Stored items |
Content starts
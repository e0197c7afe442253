//! Model list fetching.
//!
//! One fetcher per catalog endpoint, behind the [`FetchModels`] trait. HTTP
//! endpoints use the reqwest implementation against an OpenAI-compatible
//! `/models` route; endpoints with fixed offerings use the static fetcher.

use anyhow::anyhow;
use async_trait::async_trait;
use reqwest::Client;
use serde::Deserialize;
use tracing::debug;
use url::Url;

use crate::{config::ProviderEndpointConfig, types::UserId};

/// Per-request parameters of a catalog fetch.
#[derive(Debug, Clone, PartialEq, Eq)]
pub struct ModelQuery {
    /// The caller the list is scoped to
    pub user: UserId,
    /// Route the fetch through the Azure deployment
    pub azure: bool,
    /// Ask for the plugins-capable model set
    pub plugins: bool,
}

/// A trait for fetching the model names one catalog endpoint offers.
#[async_trait]
pub trait FetchModels: Send + Sync {
    async fn fetch(&self, query: &ModelQuery) -> anyhow::Result<Vec<String>>;
}

#[derive(Debug, Deserialize)]
struct OpenAiModelsResponse {
    data: Vec<OpenAiModel>,
}

#[derive(Debug, Deserialize)]
struct OpenAiModel {
    id: String,
}

/// The concrete HTTP implementation of `FetchModels`.
pub struct FetchModelsReqwest {
    client: Client,
    base_url: Url,
    api_key: Option<String>,
}

impl FetchModelsReqwest {
    pub fn new(config: &ProviderEndpointConfig) -> anyhow::Result<Self> {
        let client = Client::builder().timeout(config.timeout).build()?;
        Ok(Self {
            client,
            base_url: config.base_url.clone(),
            api_key: config.api_key.clone(),
        })
    }
}

/// Makes sure a url has a trailing slash.
///
/// This fixes a weird idiosyncracy in rusts 'join' method on urls, where joining URLs like
/// '/hello', 'world' gives you '/world', but '/hello/', 'world' gives you '/hello/world'.
/// Basically, call this before calling .join
fn ensure_slash(url: &Url) -> Url {
    if url.path().ends_with('/') {
        url.clone()
    } else {
        let mut new_url = url.clone();
        let mut path = new_url.path().to_string();
        path.push('/');
        new_url.set_path(&path);
        new_url
    }
}

#[async_trait]
impl FetchModels for FetchModelsReqwest {
    async fn fetch(&self, query: &ModelQuery) -> anyhow::Result<Vec<String>> {
        let mut url = ensure_slash(&self.base_url)
            .join("models")
            .map_err(|e| anyhow!("Failed to construct models URL: {}", e))?;

        {
            let mut pairs = url.query_pairs_mut();
            pairs.append_pair("user", &query.user.to_string());
            if query.azure {
                pairs.append_pair("azure", "true");
            }
            if query.plugins {
                pairs.append_pair("plugins", "true");
            }
        }

        debug!("Fetching models from URL: {}", url);

        let mut request = self.client.get(url.clone());
        if let Some(api_key) = &self.api_key {
            request = request.bearer_auth(api_key);
        }

        let response = request.send().await?;

        if !response.status().is_success() {
            let status = response.status();
            let body = response.text().await.unwrap_or_default();
            return Err(anyhow!("models API error from {}: {} - {}", url, status, body));
        }

        let parsed: OpenAiModelsResponse = response.json().await.map_err(|e| anyhow!("error decoding models response: {}", e))?;

        Ok(parsed.data.into_iter().map(|m| m.id).collect())
    }
}

/// A static implementation of FetchModels that returns a predefined list of models.
/// Used for endpoints whose offerings come from configuration rather than an API.
pub struct StaticModelsFetcher {
    models: Vec<String>,
}

impl StaticModelsFetcher {
    pub fn new(models: Vec<String>) -> Self {
        Self { models }
    }
}

#[async_trait]
impl FetchModels for StaticModelsFetcher {
    async fn fetch(&self, _query: &ModelQuery) -> anyhow::Result<Vec<String>> {
        debug!("Returning static model list with {} models", self.models.len());
        Ok(self.models.clone())
    }
}

#[cfg(test)]
mod tests {
    use super::*;
    use std::time::Duration;
    use uuid::Uuid;
    use wiremock::matchers::{method, path, query_param};
    use wiremock::{Mock, MockServer, ResponseTemplate};

    fn query(azure: bool, plugins: bool) -> ModelQuery {
        ModelQuery {
            user: Uuid::new_v4(),
            azure,
            plugins,
        }
    }

    fn fetcher_for(server: &MockServer) -> FetchModelsReqwest {
        FetchModelsReqwest::new(&ProviderEndpointConfig {
            base_url: Url::parse(&server.uri()).unwrap(),
            api_key: Some("sk-test".to_string()),
            timeout: Duration::from_secs(5),
        })
        .unwrap()
    }

    #[tokio::test]
    async fn test_fetch_parses_model_ids() {
        let server = MockServer::start().await;
        Mock::given(method("GET"))
            .and(path("/models"))
            .respond_with(ResponseTemplate::new(200).set_body_json(serde_json::json!({
                "object": "list",
                "data": [
                    {"id": "gpt-4", "object": "model"},
                    {"id": "gpt-3.5-turbo", "object": "model"}
                ]
            })))
            .mount(&server)
            .await;

        let models = fetcher_for(&server).fetch(&query(false, false)).await.unwrap();
        assert_eq!(models, vec!["gpt-4".to_string(), "gpt-3.5-turbo".to_string()]);
    }

    #[tokio::test]
    async fn test_fetch_sends_query_flags() {
        let server = MockServer::start().await;
        Mock::given(method("GET"))
            .and(path("/models"))
            .and(query_param("azure", "true"))
            .and(query_param("plugins", "true"))
            .respond_with(ResponseTemplate::new(200).set_body_json(serde_json::json!({
                "object": "list",
                "data": []
            })))
            .expect(1)
            .mount(&server)
            .await;

        let models = fetcher_for(&server).fetch(&query(true, true)).await.unwrap();
        assert!(models.is_empty());
    }

    #[tokio::test]
    async fn test_fetch_error_status_is_an_error() {
        let server = MockServer::start().await;
        Mock::given(method("GET"))
            .and(path("/models"))
            .respond_with(ResponseTemplate::new(500))
            .mount(&server)
            .await;

        assert!(fetcher_for(&server).fetch(&query(false, false)).await.is_err());
    }

    #[tokio::test]
    async fn test_static_fetcher_ignores_query() {
        let fetcher = StaticModelsFetcher::new(vec!["claude-2".to_string()]);

        let a = fetcher.fetch(&query(false, false)).await.unwrap();
        let b = fetcher.fetch(&query(true, true)).await.unwrap();
        assert_eq!(a, b);
        assert_eq!(a, vec!["claude-2".to_string()]);
    }
}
Content ends
Please repeat each entry exactly as written.

repository e0197c7afe442253
//! Model list fetching.
//!
//! One fetcher per catalog endpoint, behind the [`FetchModels`] trait. HTTP
//! endpoints use the reqwest implementation against an OpenAI-compatible
//! `/models` route; endpoints with fixed offerings use the static fetcher.

use anyhow::anyhow;
use async_trait::async_trait;
use reqwest::Client;
use serde::Deserialize;
use tracing::debug;
use url::Url;

use crate::{config::ProviderEndpointConfig, types::UserId};

/// Per-request parameters of a catalog fetch.
#[derive(Debug, Clone, PartialEq, Eq)]
pub struct ModelQuery {
    /// The caller the list is scoped to
    pub user: UserId,
    /// Route the fetch through the Azure deployment
    pub azure: bool,
    /// Ask for the plugins-capable model set
    pub plugins: bool,
}

/// A trait for fetching the model names one catalog endpoint offers.
#[async_trait]
pub trait FetchModels: Send + Sync {
    async fn fetch(&self, query: &ModelQuery) -> anyhow::Result<Vec<String>>;
}

#[derive(Debug, Deserialize)]
struct OpenAiModelsResponse {
    data: Vec<OpenAiModel>,
}

#[derive(Debug, Deserialize)]
struct OpenAiModel {
    id: String,
}

/// The concrete HTTP implementation of `FetchModels`.
pub struct FetchModelsReqwest {
    client: Client,
    base_url: Url,
    api_key: Option<String>,
}

impl FetchModelsReqwest {
    pub fn new(config: &ProviderEndpointConfig) -> anyhow::Result<Self> {
        let client = Client::builder().timeout(config.timeout).build()?;
        Ok(Self {
            client,
            base_url: config.base_url.clone(),
            api_key: config.api_key.clone(),
        })
    }
}

/// Makes sure a url has a trailing slash.
///
/// This fixes a weird idiosyncracy in rusts 'join' method on urls, where joining URLs like
/// '/hello', 'world' gives you '/world', but '/hello/', 'world' gives you '/hello/world'.
/// Basically, call this before calling .join
fn ensure_slash(url: &Url) -> Url {
    if url.path().ends_with('/') {
        url.clone()
    } else {
        let mut new_url = url.clone();
        let mut path = new_url.path().to_string();
        path.push('/');
        new_url.set_path(&path);
        new_url
    }
}

#[async_trait]
impl FetchModels for FetchModelsReqwest {
    async fn fetch(&self, query: &ModelQuery) -> anyhow::Result<Vec<String>> {
        let mut url = ensure_slash(&self.base_url)
            .join("models")
            .map_err(|e| anyhow!("Failed to construct models URL: {}", e))?;

        {
            let mut pairs = url.query_pairs_mut();
            pairs.append_pair("user", &query.user.to_string());
            if query.azure {
                pairs.append_pair("azure", "true");
            }
            if query.plugins {
                pairs.append_pair("plugins", "true");
            }
        }

        debug!("Fetching models from URL: {}", url);

        let mut request = self.client.get(url.clone());
        if let Some(api_key) = &self.api_key {
            request = request.bearer_auth(api_key);
        }

        let response = request.send().await?;

        if !response.status().is_success() {
            let status = response.status();
            let body = response.text().await.unwrap_or_default();
            return Err(anyhow!("models API error from {}: {} - {}", url, status, body));
        }

        let parsed: OpenAiModelsResponse = response.json().await.map_err(|e| anyhow!("error decoding models response: {}", e))?;

        Ok(parsed.data.into_iter().map(|m| m.id).collect())
    }
}

/// A static implementation of FetchModels that returns a predefined list of models.
/// Used for endpoints whose offerings come from configuration rather than an API.
pub struct StaticModelsFetcher {
    models: Vec<String>,
}

impl StaticModelsFetcher {
    pub fn new(models: Vec<String>) -> Self {
        Self { models }
    }
}

#[async_trait]
impl FetchModels for StaticModelsFetcher {
    async fn fetch(&self, _query: &ModelQuery) -> anyhow::Result<Vec<String>> {
        debug!("Returning static model list with {} models", self.models.len());
        Ok(self.models.clone())
    }
}

#[cfg(test)]
mod tests {
    use super::*;
    use std::time::Duration;
    use uuid::Uuid;
    use wiremock::matchers::{method, path, query_param};
    use wiremock::{Mock, MockServer, ResponseTemplate};

    fn query(azure: bool, plugins: bool) -> ModelQuery {
        ModelQuery {
            user: Uuid::new_v4(),
            azure,
            plugins,
        }
    }

    fn fetcher_for(server: &MockServer) -> FetchModelsReqwest {
        FetchModelsReqwest::new(&ProviderEndpointConfig {
            base_url: Url::parse(&server.uri()).unwrap(),
            api_key: Some("sk-test".to_string()),
            timeout: Duration::from_secs(5),
        })
        .unwrap()
    }

    #[tokio::test]
    async fn test_fetch_parses_model_ids() {
        let server = MockServer::start().await;
        Mock::given(method("GET"))
            .and(path("/models"))
            .respond_with(ResponseTemplate::new(200).set_body_json(serde_json::json!({
                "object": "list",
                "data": [
                    {"id": "gpt-4", "object": "model"},
                    {"id": "gpt-3.5-turbo", "object": "model"}
                ]
            })))
            .mount(&server)
            .await;

        let models = fetcher_for(&server).fetch(&query(false, false)).await.unwrap();
        assert_eq!(models, vec!["gpt-4".to_string(), "gpt-3.5-turbo".to_string()]);
    }

    #[tokio::test]
    async fn test_fetch_sends_query_flags() {
        let server = MockServer::start().await;
        Mock::given(method("GET"))
            .and(path("/models"))
            .and(query_param("azure", "true"))
            .and(query_param("plugins", "true"))
            .respond_with(ResponseTemplate::new(200).set_body_json(serde_json::json!({
                "object": "list",
                "data": []
            })))
            .expect(1)
            .mount(&server)
            .await;

        let models = fetcher_for(&server).fetch(&query(true, true)).await.unwrap();
        assert!(models.is_empty());
    }

    #[tokio::test]
    async fn test_fetch_error_status_is_an_error() {
        let server = MockServer::start().await;
        Mock::given(method("GET"))
            .and(path("/models"))
            .respond_with(ResponseTemplate::new(500))
            .mount(&server)
            .await;

        assert!(fetcher_for(&server).fetch(&query(false, false)).await.is_err());
    }

    #[tokio::test]
    async fn test_static_fetcher_ignores_query() {
        let fetcher = StaticModelsFetcher::new(vec!["claude-2".to_string()]);

        let a = fetcher.fetch(&query(false, false)).await.unwrap();
        let b = fetcher.fetch(&query(true, true)).await.unwrap();
        assert_eq!(a, b);
        assert_eq!(a, vec!["claude-2".to_string()]);
    }
}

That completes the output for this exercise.